**Task directions:** Please work out how many lines in the entries below include the string "ConfigParseError", and reply with the number alone.

**Stored data:**
◆ ◆ ◆

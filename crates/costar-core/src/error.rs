use std::fmt;

/// Machine-readable error codes shared by every costar error type.
#[derive(Debug, Clone, Copy, PartialEq, Eq, Hash)]
pub enum ErrorCode {
    InvalidInput,
    SamePerson,
    PersonNotFound,
    MediaNotFound,
    NoPath,
    SearchFailed,
    ConfigParseError,
    CatalogUnavailable,
    BuildFailed,
    CacheMissing,
    CacheCorrupt,
    CacheStale,
    CacheEmpty,
    CacheWriteFailed,
}

impl ErrorCode {
    /// Stable code identifier (`E####`) for machine parsing.
    #[must_use]
    pub const fn code(self) -> &'static str {
        match self {
            Self::InvalidInput => "E1001",
            Self::SamePerson => "E1002",
            Self::PersonNotFound => "E2001",
            Self::MediaNotFound => "E2002",
            Self::NoPath => "E2003",
            Self::SearchFailed => "E2004",
            Self::ConfigParseError => "E3001",
            Self::CatalogUnavailable => "E4001",
            Self::BuildFailed => "E4002",
            Self::CacheMissing => "E5001",
            Self::CacheCorrupt => "E5002",
            Self::CacheStale => "E5003",
            Self::CacheEmpty => "E5004",
            Self::CacheWriteFailed => "E5005",
        }
    }

    /// Short human-facing summary for logs and terminal output.
    #[must_use]
    pub const fn message(self) -> &'static str {
        match self {
            Self::InvalidInput => "Invalid input",
            Self::SamePerson => "Start and target are the same person",
            Self::PersonNotFound => "Person not found",
            Self::MediaNotFound => "Media item not found",
            Self::NoPath => "No connection found",
            Self::SearchFailed => "Search failed",
            Self::ConfigParseError => "Config file parse error",
            Self::CatalogUnavailable => "Catalog unavailable",
            Self::BuildFailed => "Graph build failed",
            Self::CacheMissing => "Graph snapshot missing",
            Self::CacheCorrupt => "Graph snapshot unreadable",
            Self::CacheStale => "Graph snapshot stale",
            Self::CacheEmpty => "Graph snapshot empty",
            Self::CacheWriteFailed => "Graph snapshot write failed",
        }
    }

    /// Optional remediation hint that can be surfaced to operators and agents.
    #[must_use]
    pub const fn hint(self) -> Option<&'static str> {
        match self {
            Self::InvalidInput => Some("Pass non-empty person ids."),
            Self::SamePerson => Some("Pick two different people."),
            Self::PersonNotFound => Some("Use `costar search <name>` to look up a person id."),
            Self::MediaNotFound | Self::SearchFailed => None,
            Self::NoPath => Some("Retry with a larger --max-depth."),
            Self::ConfigParseError => Some("Fix syntax in config.toml and retry."),
            Self::CatalogUnavailable => Some("Check that the catalog file exists and is valid JSON."),
            Self::BuildFailed => Some("Retry the build. If persistent, report a bug with logs."),
            Self::CacheMissing | Self::CacheStale | Self::CacheEmpty | Self::CacheCorrupt => {
                Some("Run `costar build --catalog <file>` to rebuild the graph.")
            }
            Self::CacheWriteFailed => Some("Check disk space and write permissions."),
        }
    }
}

impl fmt::Display for ErrorCode {
    fn fmt(&self, f: &mut fmt::Formatter<'_>) -> fmt::Result {
        write!(f, "{}", self.code())
    }
}
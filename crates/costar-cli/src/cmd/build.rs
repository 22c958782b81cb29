use std::io::Write;
use std::path::PathBuf;
use std::sync::Arc;

use clap::Args;
use costar_core::builder::BuildReport;
use costar_core::catalog::MemoryCatalog;
use costar_core::error::ErrorCode;
use serde::Serialize;

use super::{Session, fail};
use crate::output::{CliError, OutputMode, Reply, pretty_kv, pretty_section, render};

#[derive(Args, Debug)]
pub struct BuildArgs {
    /// Catalog export (JSON) to build the graph from.
    #[arg(long, value_name = "FILE")]
    pub catalog: PathBuf,

    /// Keep a fresh snapshot instead of rebuilding.
    #[arg(long)]
    pub if_stale: bool,
}

#[derive(Debug, Serialize)]
#[serde(rename_all = "camelCase")]
struct BuildOutput {
    rebuilt: bool,
    people_count: usize,
    media_count: usize,
    connection_count: usize,
    items_processed: usize,
    items_skipped: usize,
    snapshot_saved: bool,
    snapshot_path: PathBuf,
    elapsed_ms: u64,
}

impl BuildOutput {
    fn from_report(report: &BuildReport, snapshot_path: PathBuf) -> Self {
        Self {
            rebuilt: true,
            people_count: report.people_count,
            media_count: report.media_count,
            connection_count: report.connection_count,
            items_processed: report.items_processed,
            items_skipped: report.items_skipped,
            snapshot_saved: report.snapshot_saved,
            snapshot_path,
            elapsed_ms: u64::try_from(report.elapsed.as_millis()).unwrap_or(u64::MAX),
        }
    }
}

pub fn run_build(args: &BuildArgs, output: OutputMode, session: &Session) -> anyhow::Result<()> {
    let catalog = match MemoryCatalog::from_json_file(&args.catalog) {
        Ok(catalog) => catalog,
        Err(e) => {
            return fail(
                output,
                CliError::from_code(format!("{e:#}"), ErrorCode::CatalogUnavailable),
            );
        }
    };

    let builder = session.builder(Arc::new(catalog));
    let snapshot_path = builder.snapshot_path().to_path_buf();

    if args.if_stale && builder.load_cache() {
        let stats = session.store.stats();
        let result = BuildOutput {
            rebuilt: false,
            people_count: stats.people_count,
            media_count: stats.media_count,
            connection_count: stats.connection_count,
            items_processed: 0,
            items_skipped: 0,
            snapshot_saved: false,
            snapshot_path,
            elapsed_ms: 0,
        };
        let reply = Reply::ok("snapshot is fresh; build skipped", result);
        return render(output, &reply, render_human);
    }

    let report = match builder.build_graph() {
        Ok(report) => report,
        Err(e) => return fail(output, CliError::from_code(e.to_string(), e.code())),
    };

    let reply = Reply::ok(
        "graph built",
        BuildOutput::from_report(&report, snapshot_path),
    );
    render(output, &reply, render_human)
}

fn render_human(
    reply: &Reply<BuildOutput>,
    mode: OutputMode,
    w: &mut dyn Write,
) -> std::io::Result<()> {
    let r = &reply.data;
    if mode == OutputMode::Text {
        return writeln!(
            w,
            "people={} media={} connections={} skipped={} saved={}",
            r.people_count, r.media_count, r.connection_count, r.items_skipped, r.snapshot_saved
        );
    }

    pretty_section(w, &format!("Build: {}", reply.message))?;
    pretty_kv(w, "People", r.people_count.to_string())?;
    pretty_kv(w, "Media", r.media_count.to_string())?;
    pretty_kv(w, "Connections", r.connection_count.to_string())?;
    if r.rebuilt {
        pretty_kv(w, "Items", r.items_processed.to_string())?;
        pretty_kv(w, "Skipped", r.items_skipped.to_string())?;
        pretty_kv(w, "Elapsed", format!("{}ms", r.elapsed_ms))?;
    }
    pretty_kv(w, "Snapshot", r.snapshot_path.display().to_string())?;
    if r.rebuilt && !r.snapshot_saved {
        writeln!(w, "warning: snapshot was not saved; queries will need a rebuild")?;
    }
    Ok(())
}
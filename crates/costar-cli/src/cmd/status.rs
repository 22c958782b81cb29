use std::io::Write;
use std::sync::Arc;

use clap::Args;
use costar_core::builder::CacheStatus;
use costar_core::cache::CacheError;
use costar_core::catalog::MemoryCatalog;
use serde::Serialize;

use super::Session;
use crate::output::{OutputMode, Reply, pretty_kv, pretty_section, render};

#[derive(Args, Debug, Default)]
pub struct StatusArgs {}

#[derive(Debug, Serialize)]
#[serde(rename_all = "camelCase")]
struct StatusOutput {
    #[serde(flatten)]
    cache: CacheStatus,
    /// Why the snapshot could not be used, if it could not.
    #[serde(skip_serializing_if = "Option::is_none")]
    problem: Option<String>,
    #[serde(skip_serializing_if = "Option::is_none")]
    problem_code: Option<String>,
}

/// Report snapshot freshness. Never fails on a bad snapshot; the problem is
/// part of the report.
pub fn run_status(_args: &StatusArgs, output: OutputMode, session: &Session) -> anyhow::Result<()> {
    let builder = session.builder(Arc::new(MemoryCatalog::new()));
    let problem = builder.try_load_cache().err();

    let mut cache = builder.status();
    if let Some(CacheError::Stale { built, .. }) = &problem {
        cache.last_build = Some(*built);
    }

    let result = StatusOutput {
        cache,
        problem_code: problem.as_ref().map(|e| e.code().code().to_string()),
        problem: problem.as_ref().map(ToString::to_string),
    };
    let message = if result.cache.should_rebuild {
        "rebuild required"
    } else {
        "snapshot is fresh"
    };
    render(output, &Reply::ok(message, result), render_human)
}

fn render_human(
    reply: &Reply<StatusOutput>,
    mode: OutputMode,
    w: &mut dyn Write,
) -> std::io::Result<()> {
    let s = &reply.data;
    let last_build = s
        .cache
        .last_build
        .map_or_else(|| "never".to_string(), |t| t.to_rfc3339());
    if mode == OutputMode::Text {
        return writeln!(
            w,
            "{}\t{last_build}\t{}",
            if s.cache.should_rebuild { "stale" } else { "fresh" },
            s.cache.snapshot_path.display()
        );
    }

    pretty_section(w, &format!("Cache: {}", reply.message))?;
    pretty_kv(w, "Snapshot", s.cache.snapshot_path.display().to_string())?;
    pretty_kv(w, "Last build", last_build)?;
    pretty_kv(w, "Refresh", format!("every {}h", s.cache.refresh_hours))?;
    if let Some(problem) = &s.problem {
        pretty_kv(w, "Problem", problem)?;
    }
    Ok(())
}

◆ ◆ ◆

**Response:** 4